After that December 1960 Bombay Test vs Pakistan, Subhash Gupte saw that, for the first time, he had unfailingly to perform to hold his specialist spot in the India XI. Subhash now (against Pakistan itself) first made way for brother Baloo Gupte (30-9-97-0 & 5-0-19-0 in the fourth Test at Madras). And, finally, for the one long considered his logical wrist spinner-successor, V. V. Kumar (almost match-winningly 37.5-21-64-5 & 36-17-68-2 in the fifth and final Test against Fazal Mahmood's Pakistan at the Kotla). That Kumar tamely gave way to Subhash Gupte against Ted Dexter's England by the December 1961 second Test at Green Park was VV's own fitness fault.

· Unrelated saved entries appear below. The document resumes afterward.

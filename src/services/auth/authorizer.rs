//! Authorization decision point: may subject S perform verb V on resource path P?
//!
//! Paths are collapsed onto a fixed, ordered list of resource prefixes and verbs onto
//! read/write before the policy store is asked, so policies stay collection-level
//! ("user may read /api/v1/movies") while callers pass concrete paths.

use std::sync::Arc;

use axum::http::Method;

use super::identity::Subject;
use super::policy::{Action, PolicyStore};
use crate::error::Error;

pub const MOVIES_PATH: &str = "/api/v1/movies";
pub const LOGGER_PATH: &str = "/api/v1/logger";

/// Known resources, first match wins.
const RESOURCES: &[&str] = &[MOVIES_PATH, LOGGER_PATH];

/// Canonical object for `path`: the first known prefix it falls under.
///
/// A prefix matches the path itself or anything below it (`/api/v1/movies/42`), not a
/// longer sibling (`/api/v1/moviesX`).
pub fn canonical_object(path: &str) -> Option<&'static str> {
    RESOURCES.iter().copied().find(|prefix| {
        path.strip_prefix(prefix)
            .is_some_and(|rest| rest.is_empty() || rest.starts_with('/'))
    })
}

/// `GET` reads; every other verb writes.
pub fn canonical_action(verb: &Method) -> Action {
    if *verb == Method::GET {
        Action::Read
    } else {
        Action::Write
    }
}

#[derive(Clone)]
pub struct Authorizer {
    store: Arc<dyn PolicyStore>,
}

impl std::fmt::Debug for Authorizer {
    fn fmt(&self, f: &mut std::fmt::Formatter<'_>) -> std::fmt::Result {
        f.debug_struct("Authorizer").finish_non_exhaustive()
    }
}

impl Authorizer {
    pub fn new(store: Arc<dyn PolicyStore>) -> Self {
        Self { store }
    }

    /// Succeeds silently when allowed.
    ///
    /// # Errors
    /// - `Unauthorized` for an unknown resource, an empty subject or a policy deny
    /// - the policy store's own error (typically `Internal`) when it cannot answer
    pub async fn authorize(
        &self,
        subject: &Subject,
        object_path: &str,
        verb: &Method,
    ) -> Result<(), Error> {
        let sub = subject.id();
        let act = canonical_action(verb);

        let Some(obj) = canonical_object(object_path) else {
            tracing::info!(sub, obj = object_path, act = %act, decision = "deny", "unknown resource");
            return Err(denied(sub, object_path, act).with_param("reason", "unknown_resource"));
        };

        if sub.trim().is_empty() {
            tracing::info!(sub, obj, act = %act, decision = "deny", "empty subject");
            return Err(denied(sub, obj, act).with_param("reason", "empty_subject"));
        }

        if self.store.enforce(sub, obj, act).await? {
            tracing::debug!(sub, obj, act = %act, decision = "allow", "authorized");
            return Ok(());
        }

        // Authentication already succeeded by the time we get here: this is a 403, not a 401.
        tracing::info!(sub, obj, act = %act, decision = "deny", "unauthorized");
        Err(denied(sub, obj, act))
    }
}

fn denied(sub: &str, obj: &str, act: Action) -> Error {
    Error::unauthorized(format!("user {sub} does not have {act} permission for {obj}"))
        .with_param("sub", sub)
        .with_param("obj", obj)
        .with_param("act", act)
}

But Subhash Gupte, by this juncture, also found Chandu Borde springing up as a surprise 'wristy' rival - after Fergie's having displayed his artistry, one last time for India, in the December 1961 Kanpur Test vs Ted Dexter's England (40-12-90-5 in the first innings). But Subhash Gupte's second-stanza 33-8-89-1 here was held against him for "no real penetration any longer."

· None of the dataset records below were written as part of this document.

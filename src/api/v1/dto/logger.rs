/*
 * Responsibility
 * - Logger (log filter) の request/response DTO
 */
use serde::{Deserialize, Serialize};

#[derive(Debug, Deserialize)]
pub struct LoggerRequest {
    pub filter: String,
}

#[derive(Debug, Serialize)]
pub struct LoggerResponse {
    pub filter: String,
}
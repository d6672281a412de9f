//! CORS policy for browser clients.
//!
//! - Development: permissive (Allow-Origin: *), WITHOUT credentials.
//! - Production: allowlist origins from `CORS_ALLOWED_ORIGINS`, WITHOUT credentials.
//!
//! Bearer tokens travel in `Authorization`, never in cookies, so credentials stay off.

use axum::Router;
use axum::http::{HeaderName, HeaderValue, Method, header};
use tower_http::cors::{AllowOrigin, Any, CorsLayer};

use crate::config::Config;
use crate::middleware::http::REQUEST_ID_HEADER;

fn allow_origin(config: &Config) -> AllowOrigin {
    if !config.app_env.is_production() {
        return AllowOrigin::from(Any);
    }

    // Empty allowlist means no CORS headers at all.
    let allowed: Vec<HeaderValue> = config
        .cors_allowed_origins
        .iter()
        .filter_map(|s| HeaderValue::from_str(s).ok())
        .collect();
    tracing::info!(origins = allowed.len(), "cors allowlist");

    AllowOrigin::predicate(move |origin: &HeaderValue, _req| allowed.iter().any(|v| v == origin))
}

pub fn apply(router: Router, config: &Config) -> Router {
    let request_id = HeaderName::from_static(REQUEST_ID_HEADER);

    let cors = CorsLayer::new()
        .allow_origin(allow_origin(config))
        .allow_methods([
            Method::GET,
            Method::POST,
            Method::PUT,
            Method::DELETE,
            Method::OPTIONS,
        ])
        .allow_headers([
            header::AUTHORIZATION,
            header::CONTENT_TYPE,
            header::ACCEPT,
            request_id.clone(),
        ])
        // Let browser clients read the challenge and the correlation id.
        .expose_headers([header::WWW_AUTHENTICATE, request_id])
        .max_age(std::time::Duration::from_secs(60 * 10));

    router.layer(cors)
}
/*
 * Responsibility
 * - /api/v1 の認証 (access) と認可 (authorize)
 * - access が外側: RequestContext を作ってから authorize が Subject を読む
 */
pub mod access;
pub mod authorize;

How Subhash Gupte came under a cloud by end-1961 itself is not a chapter in his career worth recalling when wrist spin remains the man's signature tune. In actual fact, the 1959 summer in England had already proved Subhash Gupte's international undoing as Dattajirao Gaekwad's India came to be whitewashed 5-0. Subhash Gupte's 17 wickets from five Tests here had come at 34.64 each. That tour of England, in truth, signalled the beginning of 'Fergie' Gupte's end as a world-class spinner. We knew what to expect when a commentator-writer sympathetic to India from the pre-August 1947 years, John Arlott, felt constrained to observe in the 1960 Playfair Cricket Annual: "Gupte was the greatest disappointment of the tour, if not of the (English) season. Technically as good a leg-break bowler as any in the world, he had studied English conditions in Lancashire League cricket. But, although he already had a world reputation, this was his entry into English first-class cricket and many enthusiasts looked forward to his bowling with considerable interest. He may well have been discouraged by poor support from his fieldsmen but, whatever the reason, he demonstrably lost heart and, within a few matches, began to bowl defensively, abandoning flight and losing life off the pitch."

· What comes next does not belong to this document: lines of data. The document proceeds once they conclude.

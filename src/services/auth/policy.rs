//! Policy store: the role-based evaluator the authorizer asks for allow/deny.

use std::collections::BTreeMap;
use std::path::Path;
use std::sync::Arc;

use arc_swap::ArcSwap;
use async_trait::async_trait;
use serde::{Deserialize, Serialize};

use crate::error::{Error, Kind};

/// Abstract action of the permission lattice.
#[derive(Debug, Clone, Copy, PartialEq, Eq, Hash, Serialize, Deserialize)]
#[serde(rename_all = "lowercase")]
pub enum Action {
    Read,
    Write,
}

impl Action {
    pub const fn as_str(self) -> &'static str {
        match self {
            Self::Read => "read",
            Self::Write => "write",
        }
    }
}

impl std::fmt::Display for Action {
    fn fmt(&self, f: &mut std::fmt::Formatter<'_>) -> std::fmt::Result {
        f.write_str(self.as_str())
    }
}

/// Allow/deny evaluator keyed by (subject, canonical object, canonical action).
///
/// Implementations must be safe to call concurrently and must not change state on
/// `enforce`. A store that cannot answer (backend down, etc.) returns an `Internal` error
/// rather than `false`.
#[async_trait]
pub trait PolicyStore: Send + Sync {
    async fn enforce(&self, subject: &str, object: &str, action: Action) -> Result<bool, Error>;
}

#[derive(Debug, Clone, PartialEq, Eq, Serialize, Deserialize)]
pub struct Permission {
    pub object: String,
    pub action: Action,
}

/// Roles and who holds them.
///
/// ```json
/// {
///   "roles": { "user": [{ "object": "/api/v1/movies", "action": "read" }] },
///   "assignments": { "alice@example.com": ["user"] }
/// }
/// ```
#[derive(Debug, Clone, Default, PartialEq, Eq, Serialize, Deserialize)]
pub struct PolicySet {
    #[serde(default)]
    pub roles: BTreeMap<String, Vec<Permission>>,
    #[serde(default)]
    pub assignments: BTreeMap<String, Vec<String>>,
}

impl PolicySet {
    #[must_use]
    pub fn grant(mut self, role: &str, object: &str, action: Action) -> Self {
        self.roles.entry(role.to_owned()).or_default().push(Permission {
            object: object.to_owned(),
            action,
        });
        self
    }

    #[must_use]
    pub fn assign(mut self, subject: &str, role: &str) -> Self {
        self.assignments
            .entry(subject.to_owned())
            .or_default()
            .push(role.to_owned());
        self
    }

    pub fn allows(&self, subject: &str, object: &str, action: Action) -> bool {
        let Some(roles) = self.assignments.get(subject) else {
            return false;
        };

        roles
            .iter()
            .filter_map(|role| self.roles.get(role))
            .flatten()
            .any(|p| p.object == object && p.action == action)
    }

    pub fn from_json(raw: &str) -> Result<Self, Error> {
        serde_json::from_str(raw)
            .map_err(|e| Error::wrap_with(Kind::Invalid, "invalid policy document", e))
    }
}

/// In-memory RBAC store whose policy set can be swapped while requests are in flight.
///
/// Each `enforce` reads a single snapshot, so it sees either the old or the new set in
/// full.
#[derive(Debug)]
pub struct RbacPolicyStore {
    policy: ArcSwap<PolicySet>,
}

impl RbacPolicyStore {
    pub fn new(policy: PolicySet) -> Self {
        Self {
            policy: ArcSwap::from_pointee(policy),
        }
    }

    pub fn from_file(path: impl AsRef<Path>) -> Result<Self, Error> {
        Ok(Self::new(read_policy_file(path.as_ref())?))
    }

    pub fn reload(&self, policy: PolicySet) {
        self.policy.store(Arc::new(policy));
        tracing::info!("policy set reloaded");
    }

    /// Re-read `path` and swap it in. The current set stays active on failure.
    pub fn reload_from_file(&self, path: impl AsRef<Path>) -> Result<(), Error> {
        let policy = read_policy_file(path.as_ref())?;
        self.reload(policy);
        Ok(())
    }

    pub fn snapshot(&self) -> Arc<PolicySet> {
        self.policy.load_full()
    }
}

#[async_trait]
impl PolicyStore for RbacPolicyStore {
    async fn enforce(&self, subject: &str, object: &str, action: Action) -> Result<bool, Error> {
        Ok(self.policy.load().allows(subject, object, action))
    }
}

fn read_policy_file(path: &Path) -> Result<PolicySet, Error> {
    let raw = std::fs::read_to_string(path).map_err(|e| {
        Error::wrap_with(Kind::Internal, "could not read policy file", e)
            .with_param("path", path.display())
    })?;

    PolicySet::from_json(&raw).map_err(|e| e.with_param("path", path.display()))
}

I pinpoint this just to drive home how different things would have been if Subhash Gupte (Test career figures: 1880.4-599-4403-149 - ave. 29.55) had toured England in 1952 itself. Remember Subhash Gupte tossed 'em up in an era when the top Test batsmen he confronted were absolutely world class. Had 'Fergie' Gupte therefore gone to the Old Country in 1952, he would not, in the high meridian of his career, have undertaken his first tour of England as a total stranger to Test-bowling conditions there (in 1959). After that, in India, Chandu Borde was to Subhash Gupte what Stuart MacGill is to Shane Warne today.

Does that five-Test 1959 series in England (followed by his wayward performances for India from December 1960 to December 1961) diminish Subhash Gupte's rating as an all-time great? No way. There comes a point in the life and times of a super spinner when he falls short merely by his own highest standards. Is not Shane Warne, right now, going through the same excruciating experience as Subhash Gupte did then? And who shall say that Warne will not go the Gupte way at this U-turn in his career? The legend of being Subhash Gupte is the reality of being Shane Warne!